Mumsnet has not checked the qualifications of anyone posting here. If you need help urgently or expert advice, please see our domestic violence webguide and/or relationships webguide. Many Mumsnetters experiencing domestic abuse have found this thread helpful: Listen up, everybody

my dp has told me he hates me for getting pregnant and having our dd

250 replies

veryunhappychappy · 27/04/2008 20:58

I am devastated.

Everything is crumbling around me and I do not know what to do. dd is 5 months old today and since she was 4 weeks old he has been viciously nasty to me, very critical, scathing comments every time i speak/ do anything. he is unwelcoming to my friends and family and pretty controlling at times. i feel totally paralysed by him and it's at the point where i do nothing but try and stay out of his way when he is at home.

i found out about a month ago he has a codeine addiction, on top of a problem with cannabis -which i knew about, but have always been supportive of his efforts to stop, and have always remained hopeful that he would. all my hope is going. not just for that but for absolutely everything. he spends hundreds of ££'s a month on his addictions (this has become very obvious since i went on maternity leave and am unable to plug financial gaps).

i feel i am treading a very fine line at the moment and am not sure if all this is making me depressed.

i am so sad for dd. she is a lovely, bright baby and he is so detached from everything that he shows very little interest in her - not because he isn't interested, but because he is absolutely full of self loathing and anger.

He has stopped eating and has lost lots of weight. he won't eat anything i make because my food is 'shite'. he had developed control issues to the point of neurosis which means he wants to do everything himself, meaning he spends even less time with dd. at a rough estimate i would say he takes sole responsibility of her for less than 30 mins each day.
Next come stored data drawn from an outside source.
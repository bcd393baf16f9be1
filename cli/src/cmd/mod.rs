mod chord;
mod demo;
mod detect;
mod layout;
mod shape;
mod simulate;

use clap::Subcommand;
use error_stack::Result;
use spiral_core::config::SpiralConfig;
use spiral_core::error::SpiralError;

use self::{
  chord::run_chord,
  demo::{play_demo, run_demo},
  detect::run_detect,
  layout::run_layout,
  shape::run_shape,
  simulate::run_simulate,
};

#[derive(Subcommand)]
pub enum CliCommand {
  /// Prints the position of every pitch in a view mode
  Layout {
    /// spiral, concentric or fifths
    #[clap(long, default_value = "spiral")]
    mode: String,

    /// Root offset in semitones; any integer, reduced modulo 12
    #[clap(long, default_value_t = 0, allow_hyphen_values = true)]
    root: i32,

    #[clap(long)]
    json: bool,
  },

  /// Names the chord formed by some notes, e.g. `detect C4 E4 G4` or `detect 60 64 67`
  Detect {
    #[clap(required = true)]
    notes: Vec<String>,
  },

  /// Highlights a scale or chord shape, e.g. `shape D 0,2,3,5,7,9,10` or `shape D dorian`
  Shape {
    /// Pitch class name or 0-11
    root: String,

    /// Comma separated semitone offsets from the root, or a scale or chord name
    intervals: String,

    /// scale or chord
    #[clap(long, default_value = "scale")]
    kind: String,

    #[clap(long)]
    json: bool,
  },

  /// Selects a chord voicing and names it, e.g. `chord A minor --inversion 1`
  Chord {
    /// Pitch class name or 0-11
    root: String,

    /// Chord name, e.g. Maj7 or "Half-Dim 7th"
    name: String,

    /// Clamped to the chord's highest inversion
    #[clap(long, default_value_t = 0)]
    inversion: usize,

    #[clap(long, default_value_t = 4, allow_hyphen_values = true)]
    octave: i32,

    #[clap(long)]
    json: bool,
  },

  /// Prints the piano-to-spiral demo at a point in its timeline
  Demo {
    /// 0.0 ..= 1.0
    #[clap(long, default_value_t = 0.0)]
    progress: f64,

    /// Play from `progress` to the end instead of printing one frame
    #[clap(long)]
    play: bool,

    #[clap(long, default_value_t = 60)]
    fps: u32,

    #[clap(long)]
    json: bool,
  },

  /// Runs a view transition on a real frame clock until it settles
  Simulate {
    #[clap(long, default_value = "concentric")]
    mode: String,

    #[clap(long, allow_hyphen_values = true)]
    root: Option<i32>,

    #[clap(long, default_value_t = 60)]
    fps: u32,
  },
}

impl CliCommand {
  pub async fn run(&self, config: &SpiralConfig) -> Result<(), SpiralError> {
    match self {
      Self::Layout { mode, root, json } => run_layout(config, mode, *root, *json),

      Self::Detect { notes } => run_detect(notes),

      Self::Shape {
        root,
        intervals,
        kind,
        json,
      } => run_shape(config, root, intervals, kind, *json),

      Self::Chord {
        root,
        name,
        inversion,
        octave,
        json,
      } => run_chord(config, root, name, *inversion, *octave, *json),

      Self::Demo {
        progress,
        play: true,
        fps,
        ..
      } => play_demo(config, *progress, *fps).await,

      Self::Demo { progress, json, .. } => run_demo(config, *progress, *json),

      Self::Simulate { mode, root, fps } => run_simulate(config, mode, *root, *fps).await,
    }
  }
}
use error_stack::Result;

use spiral_core::error::SpiralError;
use spiral_core::pitch;
use spiral_core::recognize::detect_chord;

pub fn run_detect(notes: &[String]) -> Result<(), SpiralError> {
  let pitches = notes
    .iter()
    .map(|n| pitch::parse(n))
    .collect::<Result<Vec<_>, SpiralError>>()?;

  let names: Vec<&str> = pitches.iter().map(|p| p.full_name.as_str()).collect();
  match detect_chord(pitches.iter().map(|p| p.midi)) {
    Some(chord) => println!("{}: {chord}", names.join(" ")),
    None => println!("{}: no chord", names.join(" ")),
  }
  Ok(())
}
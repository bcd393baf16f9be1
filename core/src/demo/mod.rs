//! The piano-to-concentric demo.
//!
//! [Choreography] turns a progress value in `[0, 1]` into a full frame, so
//! scrubbing and playback share one code path. [DemoPlayer] adds the playback
//! clock on top of it.

use std::time::Duration;

use log::debug;

use crate::animation::Generation;
use crate::config::SpiralConfig;
use crate::geometry::Float;

pub mod choreography;
pub mod piano;

pub use choreography::{Choreography, DemoFrame, KeyFrame, Phase};

/// Playback clock over a [Choreography].
///
/// Progress is derived from the time played since the last resume point rather than
/// summed per frame, so any split of the same elapsed time lands on the same frame.
#[derive(Debug)]
pub struct DemoPlayer {
  choreography: Choreography,
  /// Progress at the moment playback last (re)started.
  resume_progress: Float,
  /// Time played since `resume_progress`.
  played: Duration,
  playing: bool,
  generation: Generation,
}

impl DemoPlayer {
  pub fn new(config: &SpiralConfig) -> DemoPlayer {
    DemoPlayer {
      choreography: Choreography::new(config),
      resume_progress: 0.0,
      played: Duration::ZERO,
      playing: false,
      generation: Generation::default(),
    }
  }

  pub fn choreography(&self) -> &Choreography {
    &self.choreography
  }

  pub fn progress(&self) -> Float {
    let total = self.choreography.total();
    if total.is_zero() {
      return if self.played.is_zero() { self.resume_progress } else { 1.0 };
    }
    (self.resume_progress + self.played.as_secs_f64() / total.as_secs_f64()).min(1.0)
  }

  pub fn is_playing(&self) -> bool {
    self.playing
  }

  /// Folds the time played into the resume point.
  fn rebase(&mut self, progress: Float) {
    self.resume_progress = progress.clamp(0.0, 1.0);
    self.played = Duration::ZERO;
  }

  /// Starts playback, restarting from the beginning if the demo already finished.
  /// The returned token must be passed to [advance](DemoPlayer::advance).
  pub fn play(&mut self) -> Generation {
    let progress = self.progress();
    self.rebase(if progress >= 1.0 { 0.0 } else { progress });
    self.playing = true;
    let token = self.generation.bump();
    debug!("demo playing from {:.3}", self.resume_progress);
    token
  }

  /// Stops playback. Any outstanding token becomes stale.
  pub fn pause(&mut self) {
    self.playing = false;
    self.generation.bump();
    self.rebase(self.progress());
  }

  pub fn reset(&mut self) {
    self.pause();
    self.rebase(0.0);
  }

  /// Jumps to `progress`, pausing playback.
  pub fn seek(&mut self, progress: Float) -> DemoFrame {
    self.pause();
    self.rebase(progress);
    self.frame()
  }

  /// Moves playback forward by `elapsed`. Returns `None` when paused or when
  /// `token` belongs to an earlier `play` call.
  pub fn advance(&mut self, token: Generation, elapsed: Duration) -> Option<DemoFrame> {
    if !self.playing || !self.generation.is_current(token) {
      return None;
    }
    self.played = self.played.saturating_add(elapsed);
    if self.progress() >= 1.0 {
      debug!("demo finished");
      self.playing = false;
    }
    Some(self.frame())
  }

  pub fn frame(&self) -> DemoFrame {
    self.choreography.frame_at(self.progress())
  }
}

#[cfg(test)]
mod tests {
  use super::*;

  fn player() -> DemoPlayer {
    DemoPlayer::new(&SpiralConfig::default())
  }

  #[test]
  fn seeking_is_repeatable() {
    let mut p = player();
    let a = p.seek(0.42);
    p.seek(0.9);
    let b = p.seek(0.42);
    assert_eq!(a, b);
    assert!(!p.is_playing());
  }

  #[test]
  fn seek_clamps() {
    let mut p = player();
    assert_eq!(p.seek(1.5).progress, 1.0);
    assert_eq!(p.seek(-0.5).progress, 0.0);
  }

  #[test]
  fn stale_token_is_ignored() {
    let mut p = player();
    let token = p.play();
    assert!(p.advance(token, Duration::from_millis(100)).is_some());
    p.pause();
    assert!(p.advance(token, Duration::from_millis(100)).is_none());

    let fresh = p.play();
    assert!(p.advance(token, Duration::from_millis(100)).is_none());
    assert!(p.advance(fresh, Duration::from_millis(100)).is_some());
  }

  #[test]
  fn playback_stops_at_the_end() {
    let mut p = player();
    let token = p.play();
    let total = p.choreography().total();
    let frame = p.advance(token, total * 2);
    match frame {
      Some(f) => assert_eq!(f.progress, 1.0),
      None => panic!("expected a frame"),
    }
    assert!(!p.is_playing());
    assert!(p.advance(token, Duration::from_millis(16)).is_none());
  }

  #[test]
  fn play_from_the_end_restarts() {
    let mut p = player();
    p.seek(1.0);
    p.play();
    assert_eq!(p.progress(), 0.0);
    assert!(p.is_playing());
  }

  #[test]
  fn playback_progress_tracks_elapsed_time() {
    let mut p = player();
    let token = p.play();
    let total = p.choreography().total().as_secs_f64();
    let step = Duration::from_micros(16_667);
    for n in 1..=200u32 {
      let frame = match p.advance(token, step) {
        Some(f) => f,
        None => panic!("Unexpected stop at frame {n}"),
      };
      let expected = (step * n).as_secs_f64() / total;
      assert_eq!(p.progress(), expected, "frame {n}");
      assert_eq!(frame.progress, expected, "frame {n}");
    }
  }

  #[test]
  fn split_advances_match_one_long_advance() {
    let mut a = player();
    let mut b = player();
    let ta = a.play();
    let tb = b.play();
    for _ in 0..60 {
      a.advance(ta, Duration::from_millis(10));
    }
    b.advance(tb, Duration::from_millis(600));
    assert_eq!(a.frame(), b.frame());
  }

  #[test]
  fn pause_and_resume_keep_position() {
    let mut p = player();
    let token = p.play();
    p.advance(token, Duration::from_millis(400));
    let before = p.progress();
    p.pause();
    assert_eq!(p.progress(), before);

    let token = p.play();
    assert_eq!(p.progress(), before);
    p.advance(token, Duration::from_millis(400));
    assert!(p.progress() > before);

    p.seek(0.25);
    let token = p.play();
    let total = p.choreography().total();
    p.advance(token, total / 4);
    assert!((p.progress() - 0.5).abs() < 1e-12);
  }

  #[test]
  fn reset_rewinds() {
    let mut p = player();
    let token = p.play();
    p.advance(token, Duration::from_millis(500));
    assert!(p.progress() > 0.0);
    p.reset();
    assert_eq!(p.progress(), 0.0);
    assert!(!p.is_playing());
  }
}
He ignored my 30th birthday in favour of buying and smoking cannabis -and completely ignored valentines day too. since then i have not kept quiet to keep the peace but have been responding to his criticisms and actually wrote him a long letter outlining my fears (that his behaving this way is making me depressed and is putting everything at serious risk). He broke down and confessed to the codeine addiction and is now getting drug counselling.

i don't want to sound like a complete wet rag, but he is not a wicked person. i know this behaviour stems from him being deeply unhappy and confused about his parents messy separation when he was a child (he has a deep mistrust of women and i have put myself right in his firing line for becoming a 'mother' i think). i am finding it harder and harder to see him. i miss him so much. it is like he is just slipping away right in front of my eyes and there is nothing i can do. he won't let me help.

Today he told me he hates me for getting pregnant and trapping him. i have devastated his life by doing it. dd was not planned and he says he has no trust for me as a result. He is lived that we didn't discuss an abortion (at the time I said it was something i could not do).

Please help, I do not know what to do.

Sorry, long. (am a namechanger btw)

OP posts:
veryunhappychappy · 27/04/2008 22:06

raven, yes, i have kept quiet about his decline for months and realise that has only been helping him continue to get into a mess. i said that to him in my letter.

i think the way i see it is that if I were to get into such a state, i wouldn't want him to leave me like that.

I love him dearly and it is so hard to watch him struggling like this.

i know what you are all saying is right, and it's nothing i haven't been over myself time and time again. i just don't want to leave.

i suggested he stayed with his folks for a while but he said no.

OP posts:
veryunhappychappy · 27/04/2008 22:07

raven, yes, i have kept quiet about his decline for months and realise that has only been helping him continue to get into a mess. i said that to him in my letter.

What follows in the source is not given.